Misses and Flow Creation

As mentioned above, the datapath has no inherent behaviour - any ingressing packet which does not match a flow is passed to a userspace miss handler. The miss handler is then responsible for a) instructing the datapath to take actions for the packet that caused the miss (for example by copying it to one or more ports) and optionally b) installing flow rules which will allow the datapath to act on similar packets in future without invoking the miss handler.

At a high level the fast datapath implementation can be viewed as a set of miss handlers that determine what actions the OVS datapath should take based on router topology information, together with some additional machinery that manages the expiry of resulting flows when that state changes.

When a miss handler is invoked, it has two pieces of context: a byte array containing the packet that triggered the miss, and a set of 'flow keys' that have been extracted from the packet by the kernel module. The following flow keys are of interest to weave:

  • InPort - the identifier of the ingress virtual port
  • Ethernet - the source and destination MAC addresses of the ethernet frame
  • Tunnel - tunnel identifier (see section on short peer IDs above), and source/dest IPv4 addresses. Only present for ingress via a vxlan vport

Crucially, the router must use this information alone to determine which actions to take - this allows the specification of a flow which matches these keys and instructs the kernel to take action automatically in future without further userspace involvement.

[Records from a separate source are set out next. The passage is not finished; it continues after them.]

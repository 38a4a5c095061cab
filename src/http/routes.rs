//! HTTP routes: liveness, health and the websocket entry points.

use std::sync::Arc;

use axum::routing::get;
use axum::Router;
use tower_http::cors::{Any, CorsLayer};
use tower_http::trace::TraceLayer;

use crate::room::manager::SessionRegistry;
use crate::ws::connection;

#[derive(Clone)]
pub struct AppState {
    pub sessions: Arc<SessionRegistry>,
}

impl AppState {
    pub fn new(sessions: SessionRegistry) -> Self {
        Self { sessions: Arc::new(sessions) }
    }
}

pub async fn index() -> &'static str {
    "Skyjo Server is Running"
}

pub async fn healthz() -> &'static str {
    "ok"
}

pub fn router(state: AppState) -> Router {
    Router::new()
        .route("/", get(index))
        .route("/healthz", get(healthz))
        .route("/ws", get(connection::ws_default))
        .route("/ws/:session_id", get(connection::ws_session))
        .layer(CorsLayer::new().allow_origin(Any).allow_methods(Any).allow_headers(Any))
        .layer(TraceLayer::new_for_http())
        .with_state(state)
}

#[cfg(test)]
mod tests {
    use axum::body::{to_bytes, Body};
    use axum::http::{Request, StatusCode};
    use tower::ServiceExt;

    use super::*;
    use crate::game::SessionOptions;

    fn app() -> Router {
        router(AppState::new(SessionRegistry::new(SessionOptions::default())))
    }

    async fn get_text(uri: &str) -> (StatusCode, String) {
        let res = app()
            .oneshot(Request::builder().uri(uri).body(Body::empty()).unwrap())
            .await
            .unwrap();
        let status = res.status();
        let body = to_bytes(res.into_body(), 1024).await.unwrap();
        (status, String::from_utf8(body.to_vec()).unwrap())
    }

    #[tokio::test]
    async fn index_reports_running() {
        assert_eq!(get_text("/").await, (StatusCode::OK, "Skyjo Server is Running".to_string()));
    }

    #[tokio::test]
    async fn healthz_is_ok() {
        assert_eq!(get_text("/healthz").await, (StatusCode::OK, "ok".to_string()));
    }

    #[tokio::test]
    async fn ws_route_needs_upgrade() {
        let (status, _) = get_text("/ws").await;
        assert!(status.is_client_error());
    }
}
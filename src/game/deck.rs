//! The draw pile.

use rand::seq::SliceRandom;
use rand::Rng;

use super::card::Card;

#[derive(Debug, Clone, Default)]
pub struct Deck {
    // top of the deck is the end of the vec
    cards: Vec<Card>,
}

impl Deck {
    /// Build the canonical 150-card deck and shuffle it with the thread rng.
    pub fn build() -> Self {
        Self::build_with(&mut rand::thread_rng())
    }

    pub fn build_with<R: Rng + ?Sized>(rng: &mut R) -> Self {
        let mut cards = Vec::with_capacity(150);
        for (value, copies) in Card::CANONICAL_COUNTS {
            for _ in 0..copies {
                cards.push(Card(value));
            }
        }
        cards.shuffle(rng);
        Self { cards }
    }

    /// Remove the top card. `None` once the deck is exhausted; no reshuffle.
    pub fn draw(&mut self) -> Option<Card> {
        self.cards.pop()
    }

    /// Take `n` cards off the top at once, or none if fewer remain.
    pub fn deal(&mut self, n: usize) -> Option<Vec<Card>> {
        let at = self.cards.len().checked_sub(n)?;
        Some(self.cards.split_off(at))
    }

    pub fn len(&self) -> usize {
        self.cards.len()
    }

    pub fn is_empty(&self) -> bool {
        self.cards.is_empty()
    }

    pub fn cards(&self) -> &[Card] {
        &self.cards
    }
}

Two actions are of interest:

  • Output - output the packet to the specified vport
  • SetTunnel - update the effective vxlan tunnel parameters. Only required prior to output from a vxlan vport

It is possible to have multiple actions in a flow, so the router can for example create a single rule that copies broadcast traffic to all 'local' vports (save the ingress vport obviously) as well as to vxlan vports for onward peers as dictated by the routing topology.

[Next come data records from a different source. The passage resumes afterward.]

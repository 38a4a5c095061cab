//! The session aggregate: one table's players, cards and turn.
//!
//! Every public operation is one transaction. It either fails with a
//! [`GameError`] and leaves the session untouched, or mutates it and returns
//! the events the transport must deliver, in order.

use std::collections::{BTreeMap, HashMap};

use serde::Serialize;
use tracing::info;

use super::action::{process, Action, TurnRule};
use super::card::Card;
use super::deck::Deck;
use super::error::GameError;
use super::hand::{Hand, HAND_SIZE};
use super::players::{Player, PlayerRegistry};
use super::turn::TurnController;

pub const MAX_PLAYERS: usize = 8;

/// What a `game_state` snapshot shows beyond the public table.
#[derive(Debug, Clone, Copy, Default, PartialEq, Eq)]
pub struct SnapshotPolicy {
    pub expose_deck: bool,
    pub expose_hidden: bool,
}

#[derive(Debug, Clone, Copy, Default)]
pub struct SessionOptions {
    pub rule: TurnRule,
    pub policy: SnapshotPolicy,
}

#[derive(Debug, Clone, PartialEq, Eq, Serialize)]
pub struct Snapshot {
    pub players: Vec<Player>,
    pub turn: usize,
    pub current_player: Option<String>,
    pub deck_count: usize,
    #[serde(skip_serializing_if = "Option::is_none")]
    pub deck: Option<Vec<Card>>,
    pub discard_pile: Vec<Card>,
    pub started: bool,
    pub player_hands: BTreeMap<String, Vec<Option<Card>>>,
    pub revealed_cards: BTreeMap<String, Vec<bool>>,
    pub held: BTreeMap<String, bool>,
    pub round_ended: bool,
}

#[derive(Debug, Clone, PartialEq, Eq)]
pub enum Event {
    GameState(Snapshot),
    CardDrawn { card: Option<Card>, player: String },
    RoundEnd(Snapshot),
}

#[derive(Debug, Clone, Copy, PartialEq, Eq)]
pub enum Audience {
    Everyone,
    Caller,
}

#[derive(Debug, Clone, PartialEq, Eq)]
pub struct Outbound {
    pub to: Audience,
    pub event: Event,
}

impl Outbound {
    pub fn everyone(event: Event) -> Self {
        Self { to: Audience::Everyone, event }
    }

    pub fn caller(event: Event) -> Self {
        Self { to: Audience::Caller, event }
    }
}

#[derive(Debug, Clone, Default)]
pub struct Session {
    pub(super) players: PlayerRegistry,
    pub(super) turn: TurnController,
    pub(super) deck: Deck,
    pub(super) discard: Vec<Card>,
    pub(super) hands: HashMap<String, Hand>,
    // a drawn card waiting to be placed or discarded
    pub(super) held: HashMap<String, Card>,
    pub(super) started: bool,
    pub(super) round_ended: bool,
    pub(super) rule: TurnRule,
    policy: SnapshotPolicy,
}

impl Session {
    pub fn new(options: SessionOptions) -> Self {
        Self { rule: options.rule, policy: options.policy, ..Self::default() }
    }

    pub fn join(&mut self, name: &str) -> Result<Vec<Outbound>, GameError> {
        if self.players.contains(name) {
            return Err(GameError::DuplicateName(name.to_string()));
        }
        if self.players.len() >= MAX_PLAYERS {
            return Err(GameError::SessionFull(MAX_PLAYERS));
        }
        self.players.join(name)?;
        info!(player = %name, count = self.players.len(), "player joined");
        Ok(vec![Outbound::everyone(Event::GameState(self.snapshot()))])
    }

    /// Mark `name` ready, then deal a round if everyone seated is ready and
    /// no round is running.
    pub fn set_ready(&mut self, name: &str) -> Result<Vec<Outbound>, GameError> {
        self.players.set_ready(name)?;
        let mut out = vec![Outbound::everyone(Event::GameState(self.snapshot()))];
        if !self.round_in_progress() && self.players.can_start() {
            self.start_round();
            out.push(Outbound::everyone(Event::GameState(self.snapshot())));
        }
        Ok(out)
    }

    /// Remove `name` with their hand. A running round carries on.
    pub fn leave(&mut self, name: &str) -> Result<Vec<Outbound>, GameError> {
        let seat = self
            .players
            .leave(name)
            .ok_or_else(|| GameError::UnknownPlayer(name.to_string()))?;
        self.turn.seat_removed(seat, self.players.len());
        self.hands.remove(name);
        self.held.remove(name);
        info!(player = %name, count = self.players.len(), "player left");

        let mut out = vec![Outbound::everyone(Event::GameState(self.snapshot()))];
        out.extend(self.check_round_end());
        Ok(out)
    }

    /// Build and shuffle a fresh deck, deal every seated player, and turn
    /// over the opening discard. One atomic step.
    pub fn start_round(&mut self) {
        self.deck = Deck::build();
        self.discard.clear();
        self.hands.clear();
        self.held.clear();
        // MAX_PLAYERS keeps every hand plus the opening discard within one deck
        debug_assert!(self.players.len() * HAND_SIZE < self.deck.len());
        for name in self.players.names() {
            let Some(cards) = self.deck.deal(HAND_SIZE) else { break };
            if let Ok(cards) = <[Card; HAND_SIZE]>::try_from(cards) {
                self.hands.insert(name, Hand::new(cards));
            }
        }
        if let Some(card) = self.deck.draw() {
            self.discard.push(card);
        }
        self.started = true;
        self.round_ended = false;
        self.turn.reset();
        info!(players = self.players.len(), deck = self.deck.len(), "round started");
    }

    pub fn apply_action(&mut self, action: Action) -> Result<Vec<Outbound>, GameError> {
        process(self, action)
    }

    /// Turn one of `name`'s cards face up. Not bound to the turn order.
    pub fn reveal(&mut self, name: &str, index: usize) -> Result<Vec<Outbound>, GameError> {
        if !self.players.contains(name) {
            return Err(GameError::UnknownPlayer(name.to_string()));
        }
        let hand = self
            .hands
            .get_mut(name)
            .ok_or_else(|| GameError::NoHand(name.to_string()))?;
        hand.reveal(index)?;

        let mut out = vec![Outbound::everyone(Event::GameState(self.snapshot()))];
        out.extend(self.check_round_end());
        Ok(out)
    }

    /// Ends the round, scores it and yields the `round_end` event once every
    /// dealt hand is fully revealed. Fires at most once per round.
    pub fn check_round_end(&mut self) -> Option<Outbound> {
        if !self.round_in_progress() || self.hands.is_empty() {
            return None;
        }
        if !self.hands.values().all(Hand::fully_revealed) {
            return None;
        }
        self.round_ended = true;
        self.calculate_scores();
        info!(scores = ?self.scores(), "round ended");
        Some(Outbound::everyone(Event::RoundEnd(self.full_snapshot())))
    }

    /// Add each dealt hand's total to its owner's running score.
    pub fn calculate_scores(&mut self) {
        for (name, hand) in &self.hands {
            if let Some(player) = self.players.get_mut(name) {
                player.score += hand.total();
            }
        }
    }

    pub fn snapshot(&self) -> Snapshot {
        self.build_snapshot(self.policy)
    }

    /// Snapshot with every hand and the deck order shown.
    pub fn full_snapshot(&self) -> Snapshot {
        self.build_snapshot(SnapshotPolicy { expose_deck: true, expose_hidden: true })
    }

    fn build_snapshot(&self, policy: SnapshotPolicy) -> Snapshot {
        let mut player_hands = BTreeMap::new();
        let mut revealed_cards = BTreeMap::new();
        for (name, hand) in &self.hands {
            let cards = if policy.expose_hidden {
                hand.cards().iter().copied().map(Some).collect()
            } else {
                hand.visible()
            };
            player_hands.insert(name.clone(), cards);
            revealed_cards.insert(name.clone(), hand.revealed().to_vec());
        }
        let held = self
            .players
            .iter()
            .map(|p| (p.name.clone(), self.held.contains_key(&p.name)))
            .collect();

        Snapshot {
            players: self.players.iter().cloned().collect(),
            turn: self.turn.index(),
            current_player: self.current_player().map(str::to_string),
            deck_count: self.deck.len(),
            deck: policy.expose_deck.then(|| self.deck.cards().to_vec()),
            discard_pile: self.discard.clone(),
            started: self.started,
            player_hands,
            revealed_cards,
            held,
            round_ended: self.round_ended,
        }
    }

    pub(super) fn round_in_progress(&self) -> bool {
        self.started && !self.round_ended
    }

    pub fn current_player(&self) -> Option<&str> {
        if self.started {
            self.turn.current(&self.players)
        } else {
            None
        }
    }

    pub fn turn_index(&self) -> usize {
        self.turn.index()
    }

    pub fn players(&self) -> &PlayerRegistry {
        &self.players
    }

    pub fn hand(&self, name: &str) -> Option<&Hand> {
        self.hands.get(name)
    }

    pub fn held(&self, name: &str) -> Option<Card> {
        self.held.get(name).copied()
    }

    pub fn deck(&self) -> &Deck {
        &self.deck
    }

    pub fn discard_pile(&self) -> &[Card] {
        &self.discard
    }

    pub fn started(&self) -> bool {
        self.started
    }

    pub fn round_ended(&self) -> bool {
        self.round_ended
    }

    pub fn scores(&self) -> Vec<(String, i64)> {
        self.players.iter().map(|p| (p.name.clone(), p.score)).collect()
    }
}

Every flow specified by the router has the following characteristics:

  • An InPort key matching the ingress vport
  • A Tunnel key if the ingress vport is of type vxlan
  • An Ethernet key matching the source and destination MAC
  • A list of Output (for internal and netdev vports) and SetTunnel+Output (for vxlan vports) actions

Under certain circumstances the miss handler will instruct the datapath to execute a set of actions for a packet without creating a corresponding flow:

  • When broadcasting packets to discover the path to unknown destination MACs. This condition is transient in the overwhelming majority of cases and so the benefit of creating a flow is outweighed by the need to invalidate it once the MAC is learned
  • When the packet also needs to be forwarded to one or more peers via Sleeve. In this case the router needs to handle all subsequent matching packets as there is no OVS flow action to do it without userspace involvement

Flow Invalidation

Once a flow has been created for a particular combination of keys, the miss handler will never again be invoked for matching packets. It is therefore extremely important that we detect events which invalidate existing flow actions:

  • Addition of netdev vports to the datapath
  • Route invalidation (topology change)
  • Short peer ID collision

The response in each case is the same - delete all flows from the datapath, allowing them to be recreated taking into account the updated state.

In addition to these event based invalidations there is an expiry process that executes every five minutes. This process enumerates all flows in the datapath, removing any which have not been used since the last check; this cleans up:

  • Flows referring to netdev vports which have been removed
  • Flows created by forwarders which have been stopped
  • Flows related to MAC addresses which have not communicated recently

Flows keyed on tunnel IPv4 address do not need to be cleared when a peer appears to change IP address due to NAT; this will cause a miss resulting in a new flow, and the old flow will expire naturally via the timer mechanism.